Non Fiction

The Overlord: Bitter Fruit and the Corporate Oligarchy

The Cold War was well under way in the 1950’s and the two belligerents: the United States and the Soviet Union, longed to expand their respective spheres of influences- with the U.S. focusing on Latin America, while the U.S.S.R. aimed to solidify its “iron curtain” in order to retain influence over Eastern Europe.  For the American government, this meant supporting domestic companies that held monopolies in smaller Latin American countries, and especially undergirding a corporation that represented “a fable of American capitalism”.  United Fruit Company was the standard bearer for how a small capitalist venture in 1870, started by Captain Lorenzo Dow Baker,  could be transformed from a simple fruit trade into a huge trans-national corporate entity which held almost absolute political and economic power first and foremost in Guatemala (and still substantial, but less so in other Central American countries) through backdoor deals with complacent, inept and thoroughly corrupt dictators.

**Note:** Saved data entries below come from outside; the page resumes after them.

impl CampaignState {
    /// Fresh playthrough with the mission data of every scenario.
    ///
    /// # Errors
    ///
    /// Returns `UnknownScenario` if a blob is keyed by a scenario the
    /// definition does not contain.
    pub fn new(
        definition: Arc<CampaignDefinition>,
        map_blobs: BTreeMap<ScenarioId, Vec<u8>>,
    ) -> Result<Self, CampaignError> {
        if let Some(unknown) = map_blobs
            .keys()
            .find(|id| !definition.graph().contains(**id))
        {
            return Err(CampaignError::UnknownScenario(*unknown));
        }
        Ok(Self {
            definition,
            map_blobs,
            progress: ProgressTracker::default(),
            crossover: CrossoverLedger::default(),
        })
    }

    /// Reassemble a restored playthrough, checking every progress invariant.
    pub(crate) fn restore(
        definition: Arc<CampaignDefinition>,
        map_blobs: BTreeMap<ScenarioId, Vec<u8>>,
        progress: ProgressTracker,
        crossover: CrossoverLedger,
    ) -> Result<Self, CampaignError> {
        let mut state = Self::new(definition, map_blobs)
            .map_err(|err| CampaignError::format(err.to_string()))?;
        state.progress = progress;
        state.crossover = crossover;
        state.check_invariants()?;
        Ok(state)
    }

    fn check_invariants(&self) -> Result<(), CampaignError> {
        let graph = self.graph();
        let mut seen: Vec<ScenarioId> = Vec::new();
        for id in self.progress.conquered_order() {
            if !graph.is_available(*id, &seen) {
                return Err(CampaignError::format(format!(
                    "scenario {id} conquered out of order or twice"
                )));
            }
            seen.push(*id);
        }

        if let Some(current) = self.progress.current_scenario()
            && !graph.is_available(current, &seen)
        {
            return Err(CampaignError::format(format!(
                "scenario {current} is current but not available"
            )));
        }

        for (id, index) in self.progress.chosen_bonuses() {
            let active = self.progress.is_conquered(*id)
                || self.progress.current_scenario() == Some(*id);
            if !active || self.catalog().resolve(*id, *index).is_err() {
                return Err(CampaignError::format(format!(
                    "scenario {id} has an invalid chosen bonus {index}"
                )));
            }
        }

        if let Some(id) = self
            .crossover
            .crossover_map()
            .keys()
            .find(|id| !self.progress.is_conquered(**id))
        {
            return Err(CampaignError::format(format!(
                "crossover heroes recorded for unconquered scenario {id}"
            )));
        }

        for (id, placed) in self.crossover.placed_map() {
            if !self.progress.is_conquered(*id) && self.progress.current_scenario() != Some(*id) {
                return Err(CampaignError::format(format!(
                    "heroes placed into scenario {id} which is neither current nor conquered"
                )));
            }
            let mut placed_ids = BTreeSet::new();
            if let Some(repeat) = placed.iter().find(|p| !placed_ids.insert(p.hero.id)) {
                return Err(CampaignError::format(format!(
                    "hero {} placed into scenario {id} more than once",
                    repeat.hero.id
                )));
            }
            let available: BTreeSet<_> = self
                .heroes_available_for(*id)
                .into_iter()
                .map(|hero| hero.id)
                .collect();
            if let Some(stray) = placed.iter().find(|p| !available.contains(&p.hero.id)) {
                return Err(CampaignError::format(format!(
                    "hero {} placed into scenario {id} without being eligible",
                    stray.hero.id
                )));
            }
        }
        Ok(())
    }

    #[must_use]
    pub const fn definition(&self) -> &Arc<CampaignDefinition> {
        &self.definition
    }

    #[must_use]
    pub fn graph(&self) -> &CampaignGraph {
        self.definition.graph()
    }

    fn catalog(&self) -> &BonusCatalog {
        self.definition.catalog()
    }

    #[must_use]
    pub const fn progress(&self) -> &ProgressTracker {
        &self.progress
    }

    #[must_use]
    pub const fn crossover(&self) -> &CrossoverLedger {
        &self.crossover
    }

    #[must_use]
    pub const fn map_blobs(&self) -> &BTreeMap<ScenarioId, Vec<u8>> {
        &self.map_blobs
    }

    /// Raw mission bytes of a scenario.
    #[must_use]
    pub fn map_data(&self, scenario: ScenarioId) -> Option<&[u8]> {
        self.map_blobs.get(&scenario).map(Vec::as_slice)
    }

    /// Hand a scenario's stored mission bytes to an external decoder.
    ///
    /// # Errors
    ///
    /// Returns `MissingMapData` when no blob is stored, or the decoder's error
    /// converted into `anyhow::Error`.
    pub fn decode_map<D>(&self, decoder: &D, scenario: ScenarioId) -> anyhow::Result<D::Map>
    where
        D: MapDecoder,
    {
        let bytes = self
            .map_data(scenario)
            .ok_or(CampaignError::MissingMapData(scenario))?;
        Ok(decoder.decode(scenario, bytes)?)
    }

    #[must_use]
    pub fn is_available(&self, scenario: ScenarioId) -> bool {
        self.progress.is_available(self.graph(), scenario)
    }

    #[must_use]
    pub fn is_conquered(&self, scenario: ScenarioId) -> bool {
        self.progress.is_conquered(scenario)
    }

    #[must_use]
    pub fn is_campaign_finished(&self) -> bool {
        self.progress.is_campaign_finished(self.graph())
    }

    #[must_use]
    pub fn scenario_status(&self, scenario: ScenarioId) -> ScenarioStatus {
        self.progress.scenario_status(self.graph(), scenario)
    }

    /// Scenarios the player may start right now.
    #[must_use]
    pub fn available_scenarios(&self) -> Vec<ScenarioId> {
        self.graph()
            .iter()
            .map(|(id, _)| id)
            .filter(|id| self.is_available(*id))
            .collect()
    }

    #[must_use]
    pub const fn current_scenario(&self) -> Option<ScenarioId> {
        self.progress.current_scenario()
    }

    #[must_use]
    pub fn last_scenario(&self) -> Option<ScenarioId> {
        self.progress.last_scenario()
    }

    #[must_use]
    pub fn conquered_scenarios(&self) -> BTreeSet<ScenarioId> {
        self.progress.conquered_scenarios()
    }

    #[must_use]
    pub fn conquered_order(&self) -> &[ScenarioId] {
        self.progress.conquered_order()
    }

    #[must_use]
    pub fn bonus_id(&self, scenario: ScenarioId) -> Option<u8> {
        self.progress.bonus_id(scenario)
    }

    /// Bonus in effect for a scenario: the player's pick, or the fixed one.
    #[must_use]
    pub fn bonus(&self, scenario: ScenarioId) -> Option<Bonus> {
        let catalog = self.catalog();
        match catalog.start_mode(scenario) {
            StartMode::ChooseBonus => self
                .bonus_id(scenario)
                .and_then(|index| catalog.resolve(scenario, index).ok()),
            StartMode::FixedBonus => catalog.bonuses_for(scenario).first().copied(),
            StartMode::None | StartMode::HeroCrossover => None,
        }
    }

    /// # Errors
    ///
    /// See [`ProgressTracker::set_current_map`].
    pub fn set_current_map(&mut self, scenario: ScenarioId) -> Result<(), CampaignError> {
        let graph = self.definition.graph();
        self.progress.set_current_map(graph, scenario)
    }

    /// # Errors
    ///
    /// See [`ProgressTracker::set_current_map_bonus`].
    pub fn set_current_map_bonus(&mut self, index: u8) -> Result<(), CampaignError> {
        let catalog = self.definition.catalog();
        self.progress.set_current_map_bonus(catalog, index)
    }

    /// Finish the scenario in progress with the heroes that survived it.
    ///
    /// # Errors
    ///
    /// Returns `NoActiveScenario` when nothing is being played; the state is
    /// left untouched on error.
    pub fn set_current_map_as_conquered(
        &mut self,
        survivors: &[HeroInstance],
    ) -> Result<ScenarioId, CampaignError> {
        let current = self
            .progress
            .current_scenario()
            .ok_or(CampaignError::NoActiveScenario)?;
        let keeps = self
            .definition
            .scenario(current)
            .map(|scenario| scenario.travel.keeps)
            .unwrap_or_default();
        let snapshots = survivors
            .iter()
            .map(|hero| HeroSnapshot::capture(hero, keeps))
            .collect();

        self.crossover.record_crossover(current, snapshots)?;
        let conquered = self.progress.conquer_current()?;
        log::info!(
            "scenario {conquered} of '{}' conquered with {} surviving heroes",
            self.definition.name(),
            survivors.len()
        );
        if self.is_campaign_finished() {
            log::info!("campaign '{}' finished", self.definition.name());
        }
        Ok(conquered)
    }

    #[must_use]
    pub fn crossover_heroes(&self, scenario: ScenarioId) -> &[HeroSnapshot] {
        self.crossover.crossover_heroes(scenario)
    }

    /// Heroes eligible to travel into `scenario`, filtered by its travel rules.
    #[must_use]
    pub fn heroes_available_for(&self, scenario: ScenarioId) -> Vec<HeroSnapshot> {
        self.crossover
            .heroes_available_for(self.graph(), self.conquered_order(), scenario)
    }

    /// Insert crossover heroes into the starting positions of the scenario in
    /// progress.
    ///
    /// # Errors
    ///
    /// Returns `ScenarioNotInProgress` unless `scenario` is being played,
    /// `HeroNotEligible` for heroes that may not travel into it, and
    /// `HeroAlreadyPlaced` for duplicates.
    pub fn place_heroes(
        &mut self,
        scenario: ScenarioId,
        placements: &[Placement],
    ) -> Result<(), CampaignError> {
        if self.current_scenario() != Some(scenario) {
            return Err(CampaignError::ScenarioNotInProgress(scenario));
        }
        let available = self.heroes_available_for(scenario);
        self.crossover.place_heroes(scenario, &available, placements)
    }

    #[must_use]
    pub fn placed_heroes(&self, scenario: ScenarioId) -> &[PlacedHero] {
        self.crossover.placed_heroes(scenario)
    }

    #[must_use]
    pub fn strongest_hero(&self, scenario: ScenarioId, owner: PlayerColor) -> Option<&HeroSnapshot> {
        self.crossover.strongest_hero(scenario, owner)
    }

    /// Heroes that could have travelled into `scenario` but were not placed.
    #[must_use]
    pub fn lost_crossover_heroes(&self, scenario: ScenarioId) -> Vec<HeroSnapshot> {
        self.crossover
            .lost_crossover_heroes(self.heroes_available_for(scenario), scenario)
    }

    /// Forget all progress; mission data is kept.
    pub fn restart(&mut self) {
        log::info!("campaign '{}' restarted", self.definition.name());
        self.progress.reset();
        self.crossover.clear();
    }
}
//! Campaign Engine
//!
//! Platform-agnostic campaign progression for multi-scenario strategy
//! campaigns: the scenario precondition graph, starting bonus selection,
//! hero crossover between scenarios and the versioned save format.
//! Loading files, decoding maps and presenting choices are left to the host.

pub mod bonus;
pub mod crossover;
pub mod definition;
pub mod error;
pub mod graph;
pub mod hero;
pub mod ids;
pub mod persistence;
pub mod progress;
pub mod state;

// Re-export commonly used types
pub use bonus::{Bonus, BonusCatalog, StartMode};
pub use crossover::{CrossoverLedger, PlacedHero, Placement};
pub use definition::{
    CampaignDefinition, CampaignHeader, CampaignRegions, LegacyImporter, RegionDescription,
    SourceFormat,
};
pub use error::CampaignError;
pub use graph::{CampaignGraph, HeroKeeps, Narrative, Scenario, TravelRules};
pub use hero::{
    Army, ArmyStack, HERO_RECORD_VERSION, HeroInstance, HeroSnapshot, PrimarySkills,
    SecondarySkill,
};
pub use ids::{ArtifactId, CreatureId, HeroId, PlayerColor, ScenarioId, SkillId, SpellId};
pub use persistence::{CURRENT_FORMAT, MINIMUM_FORMAT, deserialize, serialize};
pub use progress::{ProgressTracker, ScenarioStatus};
pub use state::CampaignState;

use std::collections::BTreeMap;
use std::sync::Arc;

/// Trait for abstracting campaign definition and mission data loading
/// Platform-specific implementations should provide this
pub trait DefinitionLoader {
    type Error: std::error::Error + Send + Sync + 'static;

    /// Load the definition of a campaign by name
    ///
    /// # Errors
    ///
    /// Returns an error if the definition cannot be found or parsed.
    fn load_definition(&self, campaign: &str) -> Result<CampaignDefinition, Self::Error>;

    /// Load the raw mission bytes referenced by a scenario
    ///
    /// # Errors
    ///
    /// Returns an error if the map data cannot be read.
    fn load_map_data(&self, campaign: &str, scenario: &Scenario) -> Result<Vec<u8>, Self::Error>;
}

/// Decodes stored mission bytes into a playable map.
/// The engine never looks inside the bytes itself.
pub trait MapDecoder {
    type Map;
    type Error: std::error::Error + Send + Sync + 'static;

    /// # Errors
    ///
    /// Returns an error if the bytes are not a valid map.
    fn decode(&self, scenario: ScenarioId, bytes: &[u8]) -> Result<Self::Map, Self::Error>;
}

/// Trait for abstracting save slot operations
/// Platform-specific implementations should provide this
pub trait CampaignStorage {
    type Error: std::error::Error + Send + Sync + 'static;

    /// Store an encoded campaign save
    ///
    /// # Errors
    ///
    /// Returns an error if the bytes cannot be written.
    fn save_bytes(&self, slot: &str, bytes: &[u8]) -> Result<(), Self::Error>;

    /// Read an encoded campaign save
    ///
    /// # Errors
    ///
    /// Returns an error if the slot cannot be read.
    fn load_bytes(&self, slot: &str) -> Result<Option<Vec<u8>>, Self::Error>;

    /// Delete a saved campaign
    ///
    /// # Errors
    ///
    /// Returns an error if the slot cannot be deleted.
    fn delete_save(&self, slot: &str) -> Result<(), Self::Error>;
}

/// Main entry point binding a definition loader to save storage
pub struct CampaignEngine<L, S>
where
    L: DefinitionLoader,
    S: CampaignStorage,
{
    loader: L,
    storage: S,
}

impl<L, S> CampaignEngine<L, S>
where
    L: DefinitionLoader,
    S: CampaignStorage,
    L::Error: Into<anyhow::Error>,
    S::Error: Into<anyhow::Error>,
{
    /// Create a new engine with the provided loader and storage
    pub const fn new(loader: L, storage: S) -> Self {
        Self { loader, storage }
    }

    pub const fn loader(&self) -> &L {
        &self.loader
    }

    pub const fn storage(&self) -> &S {
        &self.storage
    }

    /// Start a fresh playthrough of the named campaign
    ///
    /// # Errors
    ///
    /// Returns an error if the definition or any scenario's map data cannot be loaded.
    pub fn start_campaign(&self, campaign: &str) -> anyhow::Result<CampaignState> {
        let definition = self.loader.load_definition(campaign).map_err(Into::into)?;
        let mut blobs = BTreeMap::new();
        for (id, scenario) in definition.graph().iter() {
            let bytes = self
                .loader
                .load_map_data(campaign, scenario)
                .map_err(Into::into)?;
            blobs.insert(id, bytes);
        }
        log::info!(
            "starting campaign '{}' with {} scenarios",
            definition.name(),
            definition.scenario_count()
        );
        Ok(CampaignState::new(Arc::new(definition), blobs)?)
    }

    /// Save a campaign state into a slot
    ///
    /// # Errors
    ///
    /// Returns an error if the state cannot be encoded or stored.
    pub fn save_campaign(&self, slot: &str, state: &CampaignState) -> anyhow::Result<()> {
        let bytes = serialize(state)?;
        self.storage.save_bytes(slot, &bytes).map_err(Into::into)
    }

    /// Load a campaign state from a slot
    ///
    /// # Errors
    ///
    /// Returns an error if the slot cannot be read or holds an invalid save.
    pub fn load_campaign(&self, slot: &str) -> anyhow::Result<Option<CampaignState>> {
        match self.storage.load_bytes(slot).map_err(Into::into)? {
            Some(bytes) => Ok(Some(deserialize(&bytes)?)),
            None => Ok(None),
        }
    }

    /// Delete a saved campaign
    ///
    /// # Errors
    ///
    /// Returns an error if the slot cannot be deleted.
    pub fn delete_campaign(&self, slot: &str) -> anyhow::Result<()> {
        self.storage.delete_save(slot).map_err(Into::into)
    }
}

General Jorge Ubico was the last of the old dictators before the democratic revolution that went under the name of “The Guatemalan Spring” in 1944, however, before he fell, Ubico was able to deal a fatal blow to Guatemala’s economic sovereignty by signing a ninety-nine-year agreement for an UFCO Pacific coast plantation and granting “the company the kind of concessions to which it had been accustomed: total exemption from internal taxation, duty-free importation of all necessary goods… Ubico, in fact, insisted that laborers be paid a daily wage of no more than fifty cents in order to keep other Guatemalan workers from demanding better pay”(pg. 70).

In Bitter Fruit, Schlesinger and Kinzer thoroughly hammer the point that United Fruit Company held high stakes in Guatemala. UFCO invested immense amounts of money and manpower in public relations stunts so that the American people and government would be concerned with the corporation’s Latin American interests as a nationwide issue that needed the public’s attention and the Truman (then Eisenhower) administration’s protection.  Once democratically elected Guatemalan president Arevalo announced future land reforms in order to benefit impoverished peasants, UFCO hired Edward Bernays as a spokesperson for the company.  The “PR” expert subsequently led mostly liberal American journalists on a carefully orchestrated trip to Guatemala so he could show off the company’s paternalistic, supposed benefits to locals and make a point that increasing communist subversive activity in the country was responsible for labor antagonisms, not legitimate union concerns. Schlesinger and Kinzer focused on the fact that some officials both in the U.S. State Department and the CIA had owned stock in UFCO holdings and how some even moved on to work for the company after they had left government positions. Senator Henry Cabot Lodge from Massachusetts (UFCO’s home state) instigated congressional concern for the company when the congressman “whose family owned stock in United Fruit, strode onto the Senate Floor in 1949 and denounced the [Guatemalan legislated] Labor Code for discriminating against United Fruit and forcing the corporation into a ‘serious economic breakdown’ through labor unrest”(pg. 83).  Bitter Fruit’s focus on the correlation between United Fruit’s lobbying to hold onto economic power in Guatemala and U.S. government interest in preventing the spread of Communism in its “backyard” is thematic in that by 1954 the two interests became one and the same.

Schlesinger and Kinzer were able to uncover corporate and government collaboration through mostly domestic sources with only some Guatemalan participation that was necessarily anonymous due to continuing internal strife throughout the war stricken country; even while they were writing Bitter Fruit in the late 1970’s. Howard Hunt was the CIA director of misinformation during the U.S. backed “Liberation” coup against Arbenz in 1954, and he was an important source for the authors: since propaganda played a major role in Castillo Armas successfully carrying out the coup.  In particular, Hunt was insistent on UFCO’s involvement as the catalyst for the CIA funded and organized endeavor, and Schlesinger and Kinzer’s thesis was that if UFCO had not existed, then the American government would have had less interest in toppling the democratically elected revolutionary government in Guatemala. However, the situation was aggravated by Arbenz’s tolerance of, and minimal influence from Communist party members, and Bitter Fruit implicated that the Truman administration had no interest in directly intervening in Guatemalan affairs for United Fruit. But the authors explicitly stated that once the Eisenhower administration took power (along with the advent of McCarthyism) the death knell for democracy in the Central American country grew significantly louder until “the North’s” intervention was imminent.  Overall, Bitter Fruit focused on the American perceived communistic outlook in Guatemala as the justification for the eventual coup, yet argued that this perception was started by United Fruit’s propaganda and Schlesinger and Kinzer verified their point by unveiling the American government’s involvement with UFCO representatives through sources revealed by the Freedom of Information Act.

President Eisenhower and Secretary of State John Foster Dulles. Dulles was adamant about “containing the spread of communism”.